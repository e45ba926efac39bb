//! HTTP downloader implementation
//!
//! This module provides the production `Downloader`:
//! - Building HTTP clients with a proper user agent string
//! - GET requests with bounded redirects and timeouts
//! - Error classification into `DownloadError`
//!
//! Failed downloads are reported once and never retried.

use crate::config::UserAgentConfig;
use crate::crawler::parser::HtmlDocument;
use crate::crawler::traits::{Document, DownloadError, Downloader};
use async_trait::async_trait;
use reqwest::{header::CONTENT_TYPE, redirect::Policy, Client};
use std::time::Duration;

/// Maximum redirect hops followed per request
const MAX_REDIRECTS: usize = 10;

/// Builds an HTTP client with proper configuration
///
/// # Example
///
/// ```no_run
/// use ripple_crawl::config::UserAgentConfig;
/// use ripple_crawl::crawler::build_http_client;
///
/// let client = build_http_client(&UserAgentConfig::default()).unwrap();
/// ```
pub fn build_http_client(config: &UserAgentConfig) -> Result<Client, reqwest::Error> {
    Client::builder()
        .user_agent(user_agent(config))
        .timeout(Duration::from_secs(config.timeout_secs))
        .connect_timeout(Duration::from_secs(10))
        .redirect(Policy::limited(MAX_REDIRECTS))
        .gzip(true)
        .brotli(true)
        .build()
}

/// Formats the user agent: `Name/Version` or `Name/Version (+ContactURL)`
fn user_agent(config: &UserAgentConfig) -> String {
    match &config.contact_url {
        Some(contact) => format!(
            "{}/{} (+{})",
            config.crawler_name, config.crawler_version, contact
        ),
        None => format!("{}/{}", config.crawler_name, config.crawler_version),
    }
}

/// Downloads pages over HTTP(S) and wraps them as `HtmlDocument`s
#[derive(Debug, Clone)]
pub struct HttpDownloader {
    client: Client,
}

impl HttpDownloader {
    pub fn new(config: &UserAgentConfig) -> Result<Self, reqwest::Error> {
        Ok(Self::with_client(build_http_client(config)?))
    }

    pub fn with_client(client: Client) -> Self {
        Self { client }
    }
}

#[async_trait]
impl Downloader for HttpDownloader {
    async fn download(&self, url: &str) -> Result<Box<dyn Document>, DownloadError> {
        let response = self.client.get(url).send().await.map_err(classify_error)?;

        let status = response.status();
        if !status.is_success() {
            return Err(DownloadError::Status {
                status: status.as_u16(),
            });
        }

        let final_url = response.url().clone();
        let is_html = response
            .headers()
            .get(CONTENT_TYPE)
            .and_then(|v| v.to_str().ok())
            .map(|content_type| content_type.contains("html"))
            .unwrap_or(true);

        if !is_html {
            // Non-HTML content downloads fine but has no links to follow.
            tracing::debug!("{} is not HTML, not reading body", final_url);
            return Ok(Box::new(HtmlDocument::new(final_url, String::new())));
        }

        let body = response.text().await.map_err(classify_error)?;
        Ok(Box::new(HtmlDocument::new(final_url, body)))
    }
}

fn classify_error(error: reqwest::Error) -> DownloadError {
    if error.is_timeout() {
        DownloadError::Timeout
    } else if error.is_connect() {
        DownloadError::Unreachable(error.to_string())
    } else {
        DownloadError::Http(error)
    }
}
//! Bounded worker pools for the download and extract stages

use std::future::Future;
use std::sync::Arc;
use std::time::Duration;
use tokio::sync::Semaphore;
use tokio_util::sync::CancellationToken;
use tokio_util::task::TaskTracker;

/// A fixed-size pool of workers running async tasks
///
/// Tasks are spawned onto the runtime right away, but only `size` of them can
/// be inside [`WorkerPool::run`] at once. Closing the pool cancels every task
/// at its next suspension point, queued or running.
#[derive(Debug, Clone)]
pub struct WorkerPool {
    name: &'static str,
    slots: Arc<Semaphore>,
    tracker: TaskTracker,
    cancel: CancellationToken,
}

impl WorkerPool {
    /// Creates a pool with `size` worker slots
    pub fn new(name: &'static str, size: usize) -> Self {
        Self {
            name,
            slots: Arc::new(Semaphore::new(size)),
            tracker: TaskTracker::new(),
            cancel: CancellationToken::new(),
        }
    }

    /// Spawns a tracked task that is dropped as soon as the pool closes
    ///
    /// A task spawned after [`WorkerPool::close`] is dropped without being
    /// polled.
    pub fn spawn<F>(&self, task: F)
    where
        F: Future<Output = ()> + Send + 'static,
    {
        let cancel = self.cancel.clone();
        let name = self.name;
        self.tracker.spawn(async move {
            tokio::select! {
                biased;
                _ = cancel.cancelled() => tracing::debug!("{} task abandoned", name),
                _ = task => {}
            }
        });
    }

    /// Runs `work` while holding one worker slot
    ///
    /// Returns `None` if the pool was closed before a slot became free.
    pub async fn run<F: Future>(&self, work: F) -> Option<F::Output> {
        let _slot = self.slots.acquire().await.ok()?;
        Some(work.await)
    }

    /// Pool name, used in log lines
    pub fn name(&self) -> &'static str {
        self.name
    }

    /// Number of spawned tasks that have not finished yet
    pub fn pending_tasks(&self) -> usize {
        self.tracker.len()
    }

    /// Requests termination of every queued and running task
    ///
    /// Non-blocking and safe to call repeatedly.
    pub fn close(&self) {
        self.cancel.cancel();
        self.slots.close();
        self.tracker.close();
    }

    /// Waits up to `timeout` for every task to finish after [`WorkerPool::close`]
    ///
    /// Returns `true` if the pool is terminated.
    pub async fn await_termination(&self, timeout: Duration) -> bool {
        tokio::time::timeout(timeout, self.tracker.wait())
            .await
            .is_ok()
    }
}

_Activity_. Look through the entries above and quote exactly the lines from the line with "pub fn spawn<F>(&self, task: F)" to the line with "in log lines", counting both of those lines.

_Written solution_.
    pub fn spawn<F>(&self, task: F)
    where
        F: Future<Output = ()> + Send + 'static,
    {
        let cancel = self.cancel.clone();
        let name = self.name;
        self.tracker.spawn(async move {
            tokio::select! {
                biased;
                _ = cancel.cancelled() => tracing::debug!("{} task abandoned", name),
                _ = task => {}
            }
        });
    }

    /// Runs `work` while holding one worker slot
    ///
    /// Returns `None` if the pool was closed before a slot became free.
    pub async fn run<F: Future>(&self, work: F) -> Option<F::Output> {
        let _slot = self.slots.acquire().await.ok()?;
        Some(work.await)
    }

    /// Pool name, used in log lines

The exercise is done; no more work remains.